Wikidata celebrated its third birthday on October 29th. The project went online in 2012 and a lot has happened ever since.
Coincidentally, the birthday also happened along with the project being awarded a prize from Land der Ideen, so so a proper party for volunteers and everyone involved with the project was in order.
There was cake and silly birthday hats, but above all this was an occassion to look at the past, present, and future.
Denny Vrandečić and Eric Möller used a video message to talk about the genesis and development of Wikidata.
Community members Magnus Manske and Marteen Dammers talked about their work for Wikidata in GLAM and science. And Lydia Pintscher not only looked backed to a successful year behind us, but also gave us a peek into the future that lies ahead for the project.
In order to experience Wikidata there was a little exhibition of projects that use it: From Histropedia which visualizes timelines to Ask Platypus, a project that parses questions about the knowledge of the world according to Wikidata using natural language.

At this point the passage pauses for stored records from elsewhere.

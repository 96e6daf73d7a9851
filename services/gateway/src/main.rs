use std::sync::Arc;

use anyhow::Result;
use common::{shutdown::shutdown_signal, telemetry::init_tracing};
use tracing::info;

use gateway::{
    AppState,
    clients::{HttpIdentityClient, HttpOrderClient},
    config::GatewayConfig,
    routes,
};

#[tokio::main]
async fn main() -> Result<()> {
    dotenvy::dotenv().ok();
    init_tracing("gateway")?;

    info!("Starting gateway");

    let config = GatewayConfig::from_env()?;

    let identity = HttpIdentityClient::new(&config.identity_url, config.upstream_timeout)?;
    let orders = HttpOrderClient::new(&config.order_url, config.upstream_timeout)?;

    info!(
        identity = %config.identity_url,
        orders = %config.order_url,
        timeout = ?config.upstream_timeout,
        "Gateway initialized successfully"
    );

    let app_state = AppState {
        identity: Arc::new(identity),
        orders: Arc::new(orders),
    };

    // Start the web server
    let app = routes::create_router(app_state);

    let listener = tokio::net::TcpListener::bind(config.bind_addr).await?;
    info!("Gateway listening on {}", config.bind_addr);

    axum::serve(listener, app)
        .with_graceful_shutdown(shutdown_signal())
        .await?;

    Ok(())
}
//! HTTP-level tests for the order RPC surface.

use std::sync::Arc;

use axum::{
    Router,
    body::Body,
    http::{Method, Request, StatusCode, header::CONTENT_TYPE},
    response::Response,
};
use common::rpc::{CREATE_ORDER_PATH, GET_ORDER_PATH, GetOrderResponse, OrderItem, OrderView};
use http_body_util::BodyExt;
use order::{AppState, repositories::MemoryOrderStore, routes::create_router};
use serde_json::{Value, json};
use tower::ServiceExt;

fn build_app() -> Router {
    create_router(AppState {
        store: Arc::new(MemoryOrderStore::new()),
    })
}

async fn post_json(app: Router, path: &str, body: Value) -> Response {
    let request = Request::builder()
        .method(Method::POST)
        .uri(path)
        .header(CONTENT_TYPE, "application/json")
        .body(Body::from(body.to_string()))
        .unwrap();

    app.oneshot(request).await.unwrap()
}

async fn body_json(response: Response) -> Value {
    let bytes = response.into_body().collect().await.unwrap().to_bytes();
    serde_json::from_slice(&bytes).unwrap()
}

#[tokio::test]
async fn test_create_then_get_order() {
    let app = build_app();

    let response = post_json(
        app.clone(),
        CREATE_ORDER_PATH,
        json!({"user_id": 7, "items": [{"product_id": 1, "quantity": 2, "price": 9.99}]}),
    )
    .await;
    assert_eq!(response.status(), StatusCode::OK);
    let body = body_json(response).await;
    assert_eq!(body, json!({"status": 0, "order_id": 1}));

    let response = post_json(app, GET_ORDER_PATH, json!({"order_id": 1})).await;
    let fetched: GetOrderResponse = serde_json::from_value(body_json(response).await).unwrap();
    assert_eq!(
        fetched,
        GetOrderResponse::ok(OrderView {
            order_id: 1,
            user_id: 7,
            status: "PENDING".to_string(),
            items: vec![OrderItem {
                product_id: 1,
                quantity: 2,
                price: 9.99,
            }],
        })
    );
}

#[tokio::test]
async fn test_empty_order_is_invalid_argument() {
    let response = post_json(
        build_app(),
        CREATE_ORDER_PATH,
        json!({"user_id": 7, "items": []}),
    )
    .await;

    assert_eq!(response.status(), StatusCode::OK);
    assert_eq!(
        body_json(response).await,
        json!({"status": 3, "error": "Order must have at least one item"})
    );
}

#[tokio::test]
async fn test_non_positive_quantity_is_invalid_argument() {
    let response = post_json(
        build_app(),
        CREATE_ORDER_PATH,
        json!({"user_id": 7, "items": [{"product_id": 4, "quantity": 0, "price": 1.0}]}),
    )
    .await;

    let body = body_json(response).await;
    assert_eq!(body["status"], 3);
}

#[tokio::test]
async fn test_unknown_order_is_not_found() {
    let response = post_json(build_app(), GET_ORDER_PATH, json!({"order_id": 99})).await;

    assert_eq!(
        body_json(response).await,
        json!({"status": 5, "error": "Order not found"})
    );
}
//! Bearer token authorization for protected routes
//!
//! The gateway never inspects tokens itself: each one is resolved by the
//! identity service. Any answer other than an explicit acceptance, including
//! an unreachable or slow identity service, ends the request with 401.

use axum::{
    RequestPartsExt, async_trait,
    extract::{FromRequestParts, Request, State},
    http::request::Parts,
    middleware::Next,
    response::Response,
};
use axum_extra::{
    TypedHeader,
    headers::{Authorization, authorization::Bearer},
};
use common::rpc::Reply;
use tracing::{debug, info, warn};

use crate::{error::ApiError, state::AppState};

/// Caller identity attached to a request once its token has been accepted
#[derive(Debug, Clone, Copy, PartialEq, Eq)]
pub struct AuthenticatedUser {
    pub user_id: i64,
}

#[async_trait]
impl<S> FromRequestParts<S> for AuthenticatedUser
where
    S: Send + Sync,
{
    type Rejection = ApiError;

    async fn from_request_parts(parts: &mut Parts, _state: &S) -> Result<Self, Self::Rejection> {
        parts
            .extensions
            .get::<AuthenticatedUser>()
            .copied()
            .ok_or_else(|| ApiError::Unauthorized("Authentication required".to_string()))
    }
}

/// Authorization middleware
pub async fn require_auth(
    State(state): State<AppState>,
    req: Request,
    next: Next,
) -> Result<Response, ApiError> {
    let (mut parts, body) = req.into_parts();

    let TypedHeader(Authorization(bearer)) = parts
        .extract::<TypedHeader<Authorization<Bearer>>>()
        .await
        .map_err(|e| {
            debug!(error = %e, "Rejected request without a bearer token");
            ApiError::Unauthorized("Missing or malformed Authorization header".to_string())
        })?;

    let user_id = match state.identity.validate(bearer.token()).await {
        Ok(Reply::Accepted(user_id)) => user_id,
        Ok(Reply::Rejected { code, message }) => {
            info!(%code, message, "Token rejected by identity service");
            return Err(ApiError::Unauthorized("Invalid token".to_string()));
        }
        Err(e) => {
            warn!(error = %e, "Token validation unavailable, denying request");
            return Err(ApiError::Unauthorized("Invalid token".to_string()));
        }
    };

    parts.extensions.insert(AuthenticatedUser { user_id });

    Ok(next.run(Request::from_parts(parts, body)).await)
}
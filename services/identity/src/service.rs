//! Identity service: Register, Login and Validate
//!
//! Expected business outcomes are returned as response envelopes with a
//! non-OK status. `Err` is reserved for infrastructure faults.

use std::sync::Arc;

use common::rpc::{
    Code, LoginRequest, LoginResponse, RegisterRequest, RegisterResponse, ValidateRequest,
    ValidateResponse,
};
use thiserror::Error;
use tracing::{info, warn};

use crate::{
    jwt::{TokenError, TokenService},
    password::{PasswordError, PasswordHasher},
    repositories::{CredentialStore, StoreError},
    validation::validate_credentials,
};

/// Infrastructure faults of the identity service
#[derive(Error, Debug)]
pub enum IdentityError {
    #[error(transparent)]
    Password(#[from] PasswordError),

    #[error("credential store failure: {0}")]
    Store(#[source] StoreError),

    #[error(transparent)]
    Token(#[from] TokenError),
}

/// Composes the credential store, the password hasher and the token service
#[derive(Clone)]
pub struct IdentityService {
    store: Arc<dyn CredentialStore>,
    hasher: PasswordHasher,
    tokens: TokenService,
}

impl IdentityService {
    pub fn new(store: Arc<dyn CredentialStore>, hasher: PasswordHasher, tokens: TokenService) -> Self {
        Self {
            store,
            hasher,
            tokens,
        }
    }

    /// Register a new user
    pub async fn register(&self, req: RegisterRequest) -> Result<RegisterResponse, IdentityError> {
        if let Err(message) = validate_credentials(&req.email, &req.password) {
            return Ok(RegisterResponse::rejected(Code::InvalidArgument, message));
        }

        let password_hash = self.hasher.hash(&req.password)?;

        match self.store.create(&req.email, &password_hash).await {
            Ok(user) => {
                info!(user_id = user.id, "User registered");
                Ok(RegisterResponse::ok())
            }
            Err(StoreError::AlreadyExists) => {
                info!("Registration rejected: email already registered");
                Ok(RegisterResponse::rejected(
                    Code::AlreadyExists,
                    "User already exists",
                ))
            }
            Err(e) => Err(IdentityError::Store(e)),
        }
    }

    /// Check credentials and issue a session token
    pub async fn login(&self, req: LoginRequest) -> Result<LoginResponse, IdentityError> {
        let user = match self.store.find_by_email(&req.email).await {
            Ok(user) => user,
            Err(StoreError::NotFound) => {
                return Ok(LoginResponse::rejected(Code::NotFound, "User not found"));
            }
            Err(e) => return Err(IdentityError::Store(e)),
        };

        if !self.hasher.verify(&req.password, &user.password_hash)? {
            warn!(user_id = user.id, "Login rejected: invalid credentials");
            return Ok(LoginResponse::rejected(
                Code::Unauthenticated,
                "Invalid credentials",
            ));
        }

        let token = self.tokens.issue(user.id)?;
        info!(user_id = user.id, "Login succeeded");

        Ok(LoginResponse::ok(token))
    }

    /// Resolve a token to its subject. Read-only and side-effect free.
    pub fn validate(&self, req: ValidateRequest) -> ValidateResponse {
        match self.tokens.verify(&req.token) {
            Ok(user_id) => ValidateResponse::ok(user_id),
            Err(_) => ValidateResponse::rejected(Code::Unauthenticated, "Invalid token"),
        }
    }

    pub fn tokens(&self) -> &TokenService {
        &self.tokens
    }
}
//! Order service routes

use axum::{
    Json, Router,
    extract::State,
    http::StatusCode,
    response::{IntoResponse, Response},
    routing::{get, post},
};
use common::{
    error::DatabaseError,
    rpc::{
        CREATE_ORDER_PATH, Code, CreateOrderRequest, CreateOrderResponse, GET_ORDER_PATH,
        GetOrderRequest, GetOrderResponse,
    },
};
use tracing::{error, info};

use crate::AppState;

/// Create the router for the order service
pub fn create_router(state: AppState) -> Router {
    Router::new()
        .route("/health", get(health_check))
        .route(CREATE_ORDER_PATH, post(create_order))
        .route(GET_ORDER_PATH, post(get_order))
        .with_state(state)
}

/// Health check endpoint
pub async fn health_check() -> impl IntoResponse {
    Json(serde_json::json!({
        "status": "ok",
        "service": "order-service"
    }))
}

/// Create an order for an already authenticated user
pub async fn create_order(
    State(state): State<AppState>,
    Json(payload): Json<CreateOrderRequest>,
) -> Result<Json<CreateOrderResponse>, RpcError> {
    if payload.items.is_empty() {
        return Ok(Json(CreateOrderResponse::rejected(
            Code::InvalidArgument,
            "Order must have at least one item",
        )));
    }

    if let Some(item) = payload.items.iter().find(|i| i.quantity <= 0) {
        return Ok(Json(CreateOrderResponse::rejected(
            Code::InvalidArgument,
            format!("Quantity for product {} must be positive", item.product_id),
        )));
    }

    let order = state.store.create(payload.user_id, &payload.items).await?;
    info!(order_id = order.id, user_id = order.user_id, "Order accepted");

    Ok(Json(CreateOrderResponse::ok(order.id)))
}

/// Get order details
pub async fn get_order(
    State(state): State<AppState>,
    Json(payload): Json<GetOrderRequest>,
) -> Result<Json<GetOrderResponse>, RpcError> {
    let response = match state.store.get(payload.order_id).await? {
        Some(order) => GetOrderResponse::ok(order.into()),
        None => GetOrderResponse::rejected(Code::NotFound, "Order not found"),
    };

    Ok(Json(response))
}

/// Store failure surfaced as a transport-level failure
#[derive(Debug)]
pub struct RpcError(DatabaseError);

impl From<DatabaseError> for RpcError {
    fn from(err: DatabaseError) -> Self {
        Self(err)
    }
}

impl IntoResponse for RpcError {
    fn into_response(self) -> Response {
        error!(error = %self.0, "Order request failed");

        let body = Json(serde_json::json!({
            "status": i32::from(Code::Internal),
            "error": "Internal error",
        }));

        (StatusCode::INTERNAL_SERVER_ERROR, body).into_response()
    }
}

No birthday would be complete without presents. Especially the software developers had worked hard to improve parts of Wikidata for this special date. To give you just two examples:
- https://www.wikidata.org/wiki/Special:Nearby shows nearby items in Wikidata and invites you to improve structured data knowledge in your neighborhood
- A machine learning model called ORES helps to identify vandalism with artificial intelligence and can be used as a tool for administrators
These are only two new features released for the birthday party. There is much, much more to come for the Wikidata project next year and we’ll talk about it in length in another post.
Wikidata has data in its name. However — this was more than obvious at the birthday party — it’s about more than just cold numbers. As in all collaborative projects, people are at the core of it all. Those behind or around Wikidata have love in their hearts for something that may at first sound as abstract as “structured data for Wikimedia projects and beyond”.
Upon exiting the party, guests could add themselves on a board and leave a tiny love letter to Wikidata . “I love Wikidata because… with machine-readable data, machines can do the heavy lifting for me” one guest wrote. The last three years were all about building a foundation for machine-readable data. Let the heavy lifting begin in all the years to come. Q167545!